Work instructions >> Scan the lines below for the string "false" and copy every one that has it.
───── Data under study
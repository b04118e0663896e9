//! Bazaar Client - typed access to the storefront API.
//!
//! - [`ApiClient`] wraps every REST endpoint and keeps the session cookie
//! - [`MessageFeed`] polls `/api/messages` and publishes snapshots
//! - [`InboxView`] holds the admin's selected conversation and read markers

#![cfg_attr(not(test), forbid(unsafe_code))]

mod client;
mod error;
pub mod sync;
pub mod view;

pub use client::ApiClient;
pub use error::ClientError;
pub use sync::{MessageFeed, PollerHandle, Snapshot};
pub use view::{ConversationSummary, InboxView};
──────────
───── Data under study
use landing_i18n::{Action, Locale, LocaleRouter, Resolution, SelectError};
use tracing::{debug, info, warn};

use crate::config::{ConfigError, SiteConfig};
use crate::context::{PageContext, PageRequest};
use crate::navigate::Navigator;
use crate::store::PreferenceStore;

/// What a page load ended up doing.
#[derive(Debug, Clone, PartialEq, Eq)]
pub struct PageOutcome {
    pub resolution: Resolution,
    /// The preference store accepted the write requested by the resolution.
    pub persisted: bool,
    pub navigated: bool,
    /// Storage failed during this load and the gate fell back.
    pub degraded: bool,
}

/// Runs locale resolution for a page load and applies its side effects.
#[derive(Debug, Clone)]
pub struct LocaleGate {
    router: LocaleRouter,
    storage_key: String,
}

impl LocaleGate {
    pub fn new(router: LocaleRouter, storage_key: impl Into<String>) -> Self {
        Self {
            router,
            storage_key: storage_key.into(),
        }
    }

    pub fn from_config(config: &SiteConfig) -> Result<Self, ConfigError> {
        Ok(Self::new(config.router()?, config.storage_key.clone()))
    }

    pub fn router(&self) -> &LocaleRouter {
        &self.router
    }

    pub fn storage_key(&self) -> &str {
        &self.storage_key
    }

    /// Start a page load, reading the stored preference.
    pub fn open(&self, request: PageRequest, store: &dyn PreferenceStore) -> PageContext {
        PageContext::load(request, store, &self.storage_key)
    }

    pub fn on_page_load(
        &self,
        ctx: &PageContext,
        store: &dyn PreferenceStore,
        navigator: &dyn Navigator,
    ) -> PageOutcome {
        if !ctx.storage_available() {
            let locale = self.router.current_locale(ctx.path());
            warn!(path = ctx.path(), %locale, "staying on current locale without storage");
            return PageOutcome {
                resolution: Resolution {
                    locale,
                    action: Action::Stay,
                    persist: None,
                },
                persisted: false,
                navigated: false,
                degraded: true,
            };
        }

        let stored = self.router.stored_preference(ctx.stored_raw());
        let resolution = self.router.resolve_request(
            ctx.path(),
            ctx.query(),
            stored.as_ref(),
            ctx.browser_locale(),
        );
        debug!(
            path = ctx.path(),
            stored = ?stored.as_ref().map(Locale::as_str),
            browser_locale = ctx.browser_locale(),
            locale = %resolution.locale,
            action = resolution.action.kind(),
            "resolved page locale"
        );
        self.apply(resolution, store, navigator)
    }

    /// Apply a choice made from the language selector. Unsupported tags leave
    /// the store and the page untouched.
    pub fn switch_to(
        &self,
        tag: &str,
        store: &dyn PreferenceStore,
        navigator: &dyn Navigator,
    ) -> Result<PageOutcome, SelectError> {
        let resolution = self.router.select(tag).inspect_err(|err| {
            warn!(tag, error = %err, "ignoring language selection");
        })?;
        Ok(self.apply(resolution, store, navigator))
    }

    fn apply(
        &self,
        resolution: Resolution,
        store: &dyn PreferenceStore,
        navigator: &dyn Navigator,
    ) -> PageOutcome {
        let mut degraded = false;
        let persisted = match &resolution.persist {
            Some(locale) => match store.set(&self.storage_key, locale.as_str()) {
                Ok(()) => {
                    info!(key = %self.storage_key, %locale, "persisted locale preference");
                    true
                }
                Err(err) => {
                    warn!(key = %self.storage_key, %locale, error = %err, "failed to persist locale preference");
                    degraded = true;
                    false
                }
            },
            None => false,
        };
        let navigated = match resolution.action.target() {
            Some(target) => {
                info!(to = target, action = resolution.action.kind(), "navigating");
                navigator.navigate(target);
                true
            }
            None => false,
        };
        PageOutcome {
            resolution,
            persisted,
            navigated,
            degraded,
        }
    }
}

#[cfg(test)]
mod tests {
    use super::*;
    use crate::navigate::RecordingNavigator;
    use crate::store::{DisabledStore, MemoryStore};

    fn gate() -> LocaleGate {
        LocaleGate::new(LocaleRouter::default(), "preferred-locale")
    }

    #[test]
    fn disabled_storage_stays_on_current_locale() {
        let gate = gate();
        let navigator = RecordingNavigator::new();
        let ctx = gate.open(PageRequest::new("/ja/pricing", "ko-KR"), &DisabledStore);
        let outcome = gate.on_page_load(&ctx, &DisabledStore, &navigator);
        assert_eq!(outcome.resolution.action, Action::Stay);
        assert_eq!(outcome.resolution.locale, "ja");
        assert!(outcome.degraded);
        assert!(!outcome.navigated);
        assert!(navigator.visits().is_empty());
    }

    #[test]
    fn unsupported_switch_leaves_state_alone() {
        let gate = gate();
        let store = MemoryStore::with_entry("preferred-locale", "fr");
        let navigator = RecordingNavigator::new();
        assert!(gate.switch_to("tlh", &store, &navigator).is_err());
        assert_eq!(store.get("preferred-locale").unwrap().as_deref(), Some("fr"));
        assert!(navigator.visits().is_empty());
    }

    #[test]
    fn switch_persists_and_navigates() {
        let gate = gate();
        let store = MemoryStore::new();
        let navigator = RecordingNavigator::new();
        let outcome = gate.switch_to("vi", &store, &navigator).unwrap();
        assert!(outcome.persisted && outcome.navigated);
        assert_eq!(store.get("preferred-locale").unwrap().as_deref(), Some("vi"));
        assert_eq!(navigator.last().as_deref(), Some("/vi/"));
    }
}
──────────
Task result >>
                persisted: false,
                navigated: false,
        let mut degraded = false;
                    false
            None => false,
            None => false,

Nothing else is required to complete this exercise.